IFC private sector specialist Nusrat Nahid Babi also spoke at the workshop presided over by Sylhet customs commissioner Golam Md Munir.
The NBR adopted the NSW project in 2017.
Later in August 2018, the revenue board signed memorandums of understanding with 39 government and private sector agencies which will be connected with the NSW system meant for providing all services related to export and import from an electronic and online platform.
A single window is defined as a facility that allows parties involved in trade and transport to lodge standardised information and documents with a single entry point to fulfil all import, export and transit-related regulatory requirements.
Traders will have to submit the relevant documents only once to the platform for export and import purpose instead of submitting sets of documents to various agencies.

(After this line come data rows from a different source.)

//! Bounded non-blocking operation log queue
//!
//! The capture middleware pushes with `try_send`; a full queue drops the
//! record and bumps a counter instead of applying backpressure to the
//! request path.

use std::sync::Arc;
use std::sync::atomic::{AtomicU64, Ordering};

use tokio::sync::mpsc;

use super::types::OpLogRecord;

/// Producer half of the pipeline
#[derive(Clone)]
pub struct OpLogQueue {
    tx: mpsc::Sender<OpLogRecord>,
    dropped: Arc<AtomicU64>,
}

impl OpLogQueue {
    /// Create a queue with the given capacity, returning the consumer half
    pub fn new(capacity: usize) -> (Self, mpsc::Receiver<OpLogRecord>) {
        let (tx, rx) = mpsc::channel(capacity);
        let queue = Self {
            tx,
            dropped: Arc::new(AtomicU64::new(0)),
        };
        (queue, rx)
    }

    /// Push a record without blocking; full or closed queues drop it
    pub fn push(&self, record: OpLogRecord) {
        match self.tx.try_send(record) {
            Ok(()) => {}
            Err(mpsc::error::TrySendError::Full(r)) => {
                let total = self.dropped.fetch_add(1, Ordering::Relaxed) + 1;
                tracing::warn!(
                    path = %r.path,
                    total_dropped = total,
                    "Operation log queue full, record dropped"
                );
            }
            Err(mpsc::error::TrySendError::Closed(_)) => {
                tracing::debug!("Operation log queue closed");
            }
        }
    }

    /// Total records dropped due to overflow since startup
    pub fn dropped(&self) -> u64 {
        self.dropped.load(Ordering::Relaxed)
    }
}

#[cfg(test)]
pub(crate) mod tests {
    use super::*;
    use crate::oplog::OpOutcome;
    use shared::util::now_millis;

    pub(crate) fn record(path: &str) -> OpLogRecord {
        OpLogRecord {
            username: Some("alice".into()),
            permission: None,
            method: "POST".into(),
            path: path.into(),
            query: None,
            body: None,
            status: 200,
            outcome: OpOutcome::Success,
            ip: "127.0.0.1".into(),
            user_agent: None,
            latency_ms: 5,
            created_at: now_millis(),
        }
    }

    #[tokio::test]
    async fn test_push_and_receive() {
        let (queue, mut rx) = OpLogQueue::new(4);
        queue.push(record("/api/v1/users"));

        let got = rx.recv().await.unwrap();
        assert_eq!(got.path, "/api/v1/users");
        assert_eq!(queue.dropped(), 0);
    }

    #[tokio::test]
    async fn test_overflow_drops_and_counts() {
        let (queue, mut rx) = OpLogQueue::new(2);
        queue.push(record("/a"));
        queue.push(record("/b"));
        queue.push(record("/c"));
        queue.push(record("/d"));

        assert_eq!(queue.dropped(), 2);

        // Earlier records survive, overflow was dropped
        assert_eq!(rx.recv().await.unwrap().path, "/a");
        assert_eq!(rx.recv().await.unwrap().path, "/b");
        assert!(rx.try_recv().is_err());
    }

    #[tokio::test]
    async fn test_push_after_close_is_silent() {
        let (queue, rx) = OpLogQueue::new(2);
        drop(rx);

        queue.push(record("/a"));
        // Closed channel is not an overflow
        assert_eq!(queue.dropped(), 0);
    }
}
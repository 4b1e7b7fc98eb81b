//! Database-backed RBAC source

use std::collections::HashSet;

use async_trait::async_trait;
use shared::AppResult;
use sqlx::PgPool;

use crate::rbac::{DeptNode, RbacSource, RoleGrant, ScopeMode};

use super::depts;

/// [`RbacSource`] reading from PostgreSQL
pub struct PgRbacSource {
    pool: PgPool,
}

impl PgRbacSource {
    pub fn new(pool: PgPool) -> Self {
        Self { pool }
    }
}

#[async_trait]
impl RbacSource for PgRbacSource {
    async fn active_roles(&self, user_id: i64) -> AppResult<Vec<RoleGrant>> {
        let rows: Vec<(i64, i16)> = sqlx::query_as(
            "SELECT r.id, r.scope_mode FROM sys_role r \
             JOIN sys_user_role ur ON ur.role_id = r.id \
             WHERE ur.user_id = $1 AND r.enabled",
        )
        .bind(user_id)
        .fetch_all(&self.pool)
        .await?;

        let mut grants = Vec::with_capacity(rows.len());
        for (role_id, raw_mode) in rows {
            // Unknown modes are treated as the narrowest scope
            let scope_mode = ScopeMode::from_db(raw_mode).unwrap_or(ScopeMode::SelfOnly);

            let custom_dept_ids = if scope_mode == ScopeMode::Custom {
                let ids: Vec<(i64,)> =
                    sqlx::query_as("SELECT dept_id FROM sys_role_dept WHERE role_id = $1")
                        .bind(role_id)
                        .fetch_all(&self.pool)
                        .await?;
                ids.into_iter().map(|(id,)| id).collect()
            } else {
                Vec::new()
            };

            grants.push(RoleGrant {
                role_id,
                scope_mode,
                custom_dept_ids,
            });
        }
        Ok(grants)
    }

    async fn role_permissions(&self, role_ids: &[i64]) -> AppResult<HashSet<String>> {
        let rows: Vec<(String,)> = sqlx::query_as(
            "SELECT DISTINCT m.permission FROM sys_menu m \
             JOIN sys_role_menu rm ON rm.menu_id = m.id \
             WHERE rm.role_id = ANY($1) AND m.enabled AND m.permission IS NOT NULL",
        )
        .bind(role_ids)
        .fetch_all(&self.pool)
        .await?;
        Ok(rows.into_iter().map(|(p,)| p).collect())
    }

    async fn departments(&self) -> AppResult<Vec<DeptNode>> {
        depts::tree(&self.pool).await
    }
}
//! Small helpers shared across server crates

/// 获取当前 UTC 时间戳（毫秒）
pub fn now_millis() -> i64 {
    chrono::Utc::now().timestamp_millis()
}

pub fn hash_password(password: &str) -> Result<String, argon2::password_hash::Error> {
    use argon2::password_hash::SaltString;
    use argon2::password_hash::rand_core::OsRng;
    use argon2::{Argon2, PasswordHasher};
    let salt = SaltString::generate(&mut OsRng);
    let hash = Argon2::default().hash_password(password.as_bytes(), &salt)?;
    Ok(hash.to_string())
}

pub fn verify_password(password: &str, hash: &str) -> bool {
    use argon2::{Argon2, PasswordHash, PasswordVerifier};
    let Ok(parsed) = PasswordHash::new(hash) else {
        return false;
    };
    Argon2::default()
        .verify_password(password.as_bytes(), &parsed)
        .is_ok()
}

#[cfg(test)]
mod tests {
    use super::*;

    #[test]
    fn test_now_millis_is_positive() {
        assert!(now_millis() > 1_700_000_000_000);
    }

    #[test]
    fn test_password_roundtrip() {
        let hash = hash_password("s3cret").unwrap();
        assert!(verify_password("s3cret", &hash));
        assert!(!verify_password("wrong", &hash));
    }

    #[test]
    fn test_verify_rejects_garbage_hash() {
        assert!(!verify_password("s3cret", "not-a-phc-string"));
    }
}
//! admin-server: authorization and audit backend
//!
//! Long-running service that:
//! - Authenticates users with revocable JWT sessions
//! - Resolves role-based permissions and data scopes with a TTL cache
//! - Captures every API request into an async operation log pipeline
//! - Records login attempts with coarse region and client detection

mod api;
mod auth;
mod config;
mod crypto;
mod db;
mod loginlog;
mod oplog;
mod rbac;
mod state;

use std::sync::Arc;
use std::time::Duration;

use config::Config;
use oplog::{OpLogWorker, PgSink};
use state::AppState;

type BoxError = Box<dyn std::error::Error + Send + Sync>;

#[tokio::main]
async fn main() -> Result<(), BoxError> {
    // Load .env file
    let _ = dotenvy::dotenv();

    // Initialize tracing
    tracing_subscriber::fmt()
        .with_env_filter(
            tracing_subscriber::EnvFilter::try_from_default_env()
                .unwrap_or_else(|_| "admin_server=info,tower_http=info".into()),
        )
        .init();

    let config = Config::from_env()?;

    tracing::info!("Starting admin-server (env: {})", config.environment);

    let (state, oplog_rx) = AppState::new(&config).await?;

    // Operation log consumer
    let worker = OpLogWorker::new(
        Arc::new(PgSink::new(state.pool.clone())),
        config.oplog_batch_size,
        Duration::from_millis(config.oplog_batch_window_ms),
    );
    let worker_handle = tokio::spawn(worker.run(oplog_rx));

    // Periodic revocation store sweep (every 5 minutes)
    let revocation = Arc::clone(&state.revocation);
    tokio::spawn(async move {
        let mut interval = tokio::time::interval(Duration::from_secs(300));
        loop {
            interval.tick().await;
            revocation.sweep();
        }
    });

    let app = api::router(state);

    let addr = format!("0.0.0.0:{}", config.http_port);
    let listener = tokio::net::TcpListener::bind(&addr).await?;
    tracing::info!("admin-server listening on {addr}");

    axum::serve(listener, app).await?;

    worker_handle.await?;
    Ok(())
}
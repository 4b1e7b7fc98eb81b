//! Authentication: JWT token service, session revocation, middleware

mod extractor;
mod middleware;
mod revocation;
mod token;

pub use extractor::CurrentUser;
pub use middleware::{require_auth, require_permission};
pub use revocation::{MemoryRevocationStore, RevocationStore};
pub use token::{Claims, TokenService};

The agencies include Prime Minister’s Office, finance, commerce, industries, agriculture, fisheries and livestock, health and family welfare, shipping, power, energy and mineral resources, civil aviation and tourism, posts, telecommunications and information technology ministries, Federation of Bangladesh Chambers of Commerce and Industry, Bangladesh Garment Manufacturers and Exporters Association, Bangladesh Knitwear Manufacturers and Exporters Association, Bangladesh Shipping Agents Association, Bangladesh Freight Forwarders Association and Bangladesh Customs Clearing and Forwarding Agents Association.
According to the NBR, 3.19 lakh importers and exporters are expected to be benefited from reducing the time and cost for trade once the system becomes operational.